Content starts

use std::time::Duration;

use creator_insights::config::AppConfig;

#[test]
fn partial_file_keeps_defaults() {
    let config = AppConfig::from_toml(
        r#"
[server]
port = 9000

[analytics]
seed = 17

[store]
ttl_secs = 0
"#,
    )
    .unwrap();

    assert_eq!(config.server.port, 9000);
    assert_eq!(config.server.host, "127.0.0.1");
    assert_eq!(config.analytics.seed, Some(17));
    assert_eq!(config.analytics.variance, 0.2);
    assert!(config.store.to_store_config().ttl.is_none());
    assert_eq!(config.store.max_users, 10_000);
    assert_eq!(config.ai.api_key_env, "OPENAI_API_KEY");

    let analyzer = config.analyzer_config();
    assert_eq!(analyzer.seed, Some(17));
    assert_eq!(analyzer.cache_ttl, Some(Duration::from_secs(900)));
    assert_eq!(analyzer.items_per_category, 10);
}

#[test]
fn rejects_malformed_file() {
    let err = AppConfig::from_toml("[server\nport = ").unwrap_err();
    assert!(err.starts_with("failed to parse config"));
}

#[test]
fn written_config_reads_back() {
    let dir = std::env::temp_dir().join(format!("creator-insights-{}", std::process::id()));
    let path = dir.join("insights.toml");
    let mut config = AppConfig::default();
    config.trends.items_per_category = 4;
    config.write(&path).unwrap();

    let (loaded, used_path) = AppConfig::load(Some(path.clone())).unwrap();
    assert_eq!(used_path, Some(path));
    assert_eq!(loaded.trends.items_per_category, 4);
    let _ = std::fs::remove_dir_all(dir);
}

#[test]
fn environment_overrides_file_values() {
    let dir = std::env::temp_dir().join(format!("creator-insights-env-{}", std::process::id()));
    let path = dir.join("insights.toml");
    std::fs::create_dir_all(&dir).unwrap();
    std::fs::write(
        &path,
        "[store]\nttl_secs = 60\n\n[analytics]\nseed = 1\n\n[server]\nport = 9000\n",
    )
    .unwrap();

    std::env::set_var("INSIGHTS_STORE_TTL_SECS", "5");
    std::env::set_var("INSIGHTS_SEED", "99");
    std::env::set_var("INSIGHTS_PORT", "not-a-port");
    let loaded = AppConfig::load(Some(path.clone()));
    std::env::remove_var("INSIGHTS_STORE_TTL_SECS");
    std::env::remove_var("INSIGHTS_SEED");
    std::env::remove_var("INSIGHTS_PORT");
    let _ = std::fs::remove_dir_all(dir);

    let (config, _) = loaded.unwrap();
    assert_eq!(config.store.ttl_secs, 5);
    assert_eq!(config.store.to_store_config().ttl, Some(Duration::from_secs(5)));
    assert_eq!(config.analytics.seed, Some(99));
    assert_eq!(config.analyzer_config().seed, Some(99));
    // unparsable values leave the file setting alone
    assert_eq!(config.server.port, 9000);
}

Content ends

Extract each line of the material exactly as it stands.

## Exercise answer
use std::time::Duration;

use creator_insights::config::AppConfig;

#[test]
fn partial_file_keeps_defaults() {
    let config = AppConfig::from_toml(
        r#"
[server]
port = 9000

[analytics]
seed = 17

[store]
ttl_secs = 0
"#,
    )
    .unwrap();

    assert_eq!(config.server.port, 9000);
    assert_eq!(config.server.host, "127.0.0.1");
    assert_eq!(config.analytics.seed, Some(17));
    assert_eq!(config.analytics.variance, 0.2);
    assert!(config.store.to_store_config().ttl.is_none());
    assert_eq!(config.store.max_users, 10_000);
    assert_eq!(config.ai.api_key_env, "OPENAI_API_KEY");

    let analyzer = config.analyzer_config();
    assert_eq!(analyzer.seed, Some(17));
    assert_eq!(analyzer.cache_ttl, Some(Duration::from_secs(900)));
    assert_eq!(analyzer.items_per_category, 10);
}

#[test]
fn rejects_malformed_file() {
    let err = AppConfig::from_toml("[server\nport = ").unwrap_err();
    assert!(err.starts_with("failed to parse config"));
}

#[test]
fn written_config_reads_back() {
    let dir = std::env::temp_dir().join(format!("creator-insights-{}", std::process::id()));
    let path = dir.join("insights.toml");
    let mut config = AppConfig::default();
    config.trends.items_per_category = 4;
    config.write(&path).unwrap();

    let (loaded, used_path) = AppConfig::load(Some(path.clone())).unwrap();
    assert_eq!(used_path, Some(path));
    assert_eq!(loaded.trends.items_per_category, 4);
    let _ = std::fs::remove_dir_all(dir);
}

#[test]
fn environment_overrides_file_values() {
    let dir = std::env::temp_dir().join(format!("creator-insights-env-{}", std::process::id()));
    let path = dir.join("insights.toml");
    std::fs::create_dir_all(&dir).unwrap();
    std::fs::write(
        &path,
        "[store]\nttl_secs = 60\n\n[analytics]\nseed = 1\n\n[server]\nport = 9000\n",
    )
    .unwrap();

    std::env::set_var("INSIGHTS_STORE_TTL_SECS", "5");
    std::env::set_var("INSIGHTS_SEED", "99");
    std::env::set_var("INSIGHTS_PORT", "not-a-port");
    let loaded = AppConfig::load(Some(path.clone()));
    std::env::remove_var("INSIGHTS_STORE_TTL_SECS");
    std::env::remove_var("INSIGHTS_SEED");
    std::env::remove_var("INSIGHTS_PORT");
    let _ = std::fs::remove_dir_all(dir);

    let (config, _) = loaded.unwrap();
    assert_eq!(config.store.ttl_secs, 5);
    assert_eq!(config.store.to_store_config().ttl, Some(Duration::from_secs(5)));
    assert_eq!(config.analytics.seed, Some(99));
    assert_eq!(config.analyzer_config().seed, Some(99));
    // unparsable values leave the file setting alone
    assert_eq!(config.server.port, 9000);
}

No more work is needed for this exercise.